TO DO: From the entries below, retype only the lines from the one with "pub fn new(strategy: KeyStrategy, prefix: impl" through the one with "was built with.", exactly as written.

Stored items:
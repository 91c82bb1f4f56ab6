// src/domain/transport.rs

//! Transport domain abstractions.
//!
//! This module defines the interface the correlation core uses to put frames
//! on the wire. It intentionally avoids any reference to concrete protocols,
//! sockets or client libraries.
//!
//! The transport is responsible only for moving opaque frames. Correlation,
//! timeouts and handler dispatch are handled by the layers above it.
//!
//! Concrete implementations live under `src/transport/`.

use std::sync::Arc;

use bytes::Bytes;
use tokio::sync::mpsc;

use crate::Result;

/// Stream of raw inbound frames produced by a transport.
///
/// The reader loop owns the receiving end; the transport keeps the sender.
/// When every sender is dropped the stream ends and the session treats the
/// connection as lost.
pub type FrameStream = mpsc::Receiver<Bytes>;

/// Outbound half of a connection.
///
/// Implementations must ensure that:
/// - `send()` either hands the frame to the underlying medium or returns an
///   error; a frame that was not accepted must not be delivered later.
/// - `send()` does not wait for the peer to process the frame.
/// - after `close()` every further `send()` fails.
///
/// No assumption is made about ordering, duplication or loss beyond that;
/// the correlation core tolerates all three.
///
/// # Notes
///
/// This trait uses `async_trait`; the expanded documentation may show explicit
/// lifetimes and a boxed `Future`. Consumers should treat methods as normal
/// `async fn`s.
#[async_trait::async_trait]
pub trait Transport: Send + Sync {
    // ---
    /// Identifier of this transport instance, used for logging.
    fn transport_id(&self) -> &str;

    /// Send one encoded frame.
    ///
    /// # Errors
    ///
    /// Returns [`RpcError::Transport`](crate::RpcError::Transport) if the frame
    /// could not be handed off.
    async fn send(&self, frame: Bytes) -> Result<()>;

    /// Close the transport and release any associated resources.
    async fn close(&self) -> Result<()>;
}

/// Shared transport pointer.
///
/// `.clone()` only increments a reference count; all clones share the same
/// underlying connection.
pub type TransportPtr = Arc<dyn Transport>;
use std::fmt;
use std::sync::atomic::{AtomicU64, Ordering};
use std::sync::Arc;

use uuid::Uuid;

use crate::{Result, RpcError};

/// Identifier used to match a reply to the request that caused it.
///
/// Keys are carried *in-band* inside every envelope and are opaque to the
/// transport. A key is never empty; constructing one from an empty string
/// fails with [`RpcError::InvalidArgument`].
///
/// Cloning is cheap (the string is shared).
#[derive(Debug, Clone, PartialEq, Eq, Hash, PartialOrd, Ord)]
pub struct CorrelationKey(Arc<str>);

impl CorrelationKey {
    // ---

    /// Create a key from an arbitrary string.
    ///
    /// # Errors
    ///
    /// Returns [`RpcError::InvalidArgument`] if `key` is empty.
    pub fn new(key: impl AsRef<str>) -> Result<Self> {
        // ---
        let key = key.as_ref();
        if key.is_empty() {
            return Err(RpcError::invalid_argument("correlation key must not be empty"));
        }
        Ok(Self(Arc::from(key)))
    }

    /// Borrow the key as a string slice.
    pub fn as_str(&self) -> &str {
        &self.0
    }
}

impl fmt::Display for CorrelationKey {
    fn fmt(&self, f: &mut fmt::Formatter<'_>) -> fmt::Result {
        f.write_str(&self.0)
    }
}

impl AsRef<str> for CorrelationKey {
    fn as_ref(&self) -> &str {
        &self.0
    }
}

impl TryFrom<&str> for CorrelationKey {
    type Error = RpcError;

    fn try_from(value: &str) -> Result<Self> {
        Self::new(value)
    }
}

impl TryFrom<String> for CorrelationKey {
    type Error = RpcError;

    fn try_from(value: String) -> Result<Self> {
        Self::new(value)
    }
}

impl From<Uuid> for CorrelationKey {
    fn from(uuid: Uuid) -> Self {
        // A hyphenated UUID is never empty.
        Self(Arc::from(uuid.to_string()))
    }
}

/// How a [`KeyGenerator`] produces new correlation keys.
#[derive(Debug, Clone, Copy, PartialEq, Eq, Default)]
pub enum KeyStrategy {
    /// Process-unique counter, formatted as `"{prefix}.{n}"`.
    ///
    /// Cheap and readable in logs, but a restarted peer can see the same
    /// sequence again.
    Counter,

    /// Random UUID v4 token in the standard 36 character form.
    ///
    /// Stale replies from an earlier session can never match a new request.
    #[default]
    RandomToken,
}

/// Generates correlation keys for outgoing requests.
///
/// Safe to share between tasks: the counter strategy uses an atomic, so two
/// concurrent callers never observe the same value. Uniqueness against keys
/// that are *currently pending* is finally enforced by
/// [`CorrelationTable::register`](crate::CorrelationTable::register), which
/// rejects duplicates.
#[derive(Debug)]
pub struct KeyGenerator {
    strategy: KeyStrategy,
    prefix: Arc<str>,
    next: AtomicU64,
}

impl KeyGenerator {
    /// Create a generator. `prefix` is only used by [`KeyStrategy::Counter`].
    pub fn new(strategy: KeyStrategy, prefix: impl Into<Arc<str>>) -> Self {
        Self {
            strategy,
            prefix: prefix.into(),
            next: AtomicU64::new(1),
        }
    }

    /// Strategy this generator was built with.
    pub fn strategy(&self) -> KeyStrategy {
        self.strategy
    }

    /// Produce the next key.
    pub fn generate(&self) -> CorrelationKey {
        // ---
        match self.strategy {
            KeyStrategy::Counter => {
                let n = self.next.fetch_add(1, Ordering::Relaxed);
                CorrelationKey(Arc::from(format!("{}.{n}", self.prefix)))
            }
            KeyStrategy::RandomToken => CorrelationKey::from(Uuid::new_v4()),
        }
    }
}

#[cfg(test)]
mod tests {
    // ---
    use super::*;
    use std::collections::HashSet;
    use std::sync::Mutex;

    #[test]
    fn test_empty_key_rejected() {
        // ---
        let err = CorrelationKey::new("").unwrap_err();
        assert!(matches!(err, RpcError::InvalidArgument(_)));
        assert!(CorrelationKey::try_from(String::new()).is_err());
    }

    #[test]
    fn test_key_roundtrips_text() {
        // ---
        let key = CorrelationKey::try_from("req-7").unwrap();
        assert_eq!(key.as_str(), "req-7");
        assert_eq!(key.to_string(), "req-7");
    }

    #[test]
    fn test_random_token_format() {
        // ---
        let keys = KeyGenerator::new(KeyStrategy::RandomToken, "ignored");
        let id1 = keys.generate();
        let id2 = keys.generate();
        assert_ne!(id1, id2);
        assert_eq!(id1.as_str().len(), 36); // Standard UUID format
    }

    #[test]
    fn test_counter_is_sequential() {
        // ---
        let keys = KeyGenerator::new(KeyStrategy::Counter, "node-a");
        assert_eq!(keys.generate().as_str(), "node-a.1");
        assert_eq!(keys.generate().as_str(), "node-a.2");
        assert_eq!(keys.strategy(), KeyStrategy::Counter);
    }

    #[test]
    fn test_concurrent_generation_is_unique() {
        // ---
        for strategy in [KeyStrategy::Counter, KeyStrategy::RandomToken] {
            let keys = Arc::new(KeyGenerator::new(strategy, "c"));
            let seen = Arc::new(Mutex::new(HashSet::new()));

            let threads: Vec<_> = (0..8)
                .map(|_| {
                    let keys = keys.clone();
                    let seen = seen.clone();
                    std::thread::spawn(move || {
                        for _ in 0..500 {
                            let key = keys.generate();
                            assert!(seen.lock().unwrap().insert(key), "duplicate key");
                        }
                    })
                })
                .collect();

            for t in threads {
                t.join().unwrap();
            }
            assert_eq!(seen.lock().unwrap().len(), 8 * 500);
        }
    }
}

ANSWER BELOW:
    pub fn new(strategy: KeyStrategy, prefix: impl Into<Arc<str>>) -> Self {
        Self {
            strategy,
            prefix: prefix.into(),
            next: AtomicU64::new(1),
        }
    }

    /// Strategy this generator was built with.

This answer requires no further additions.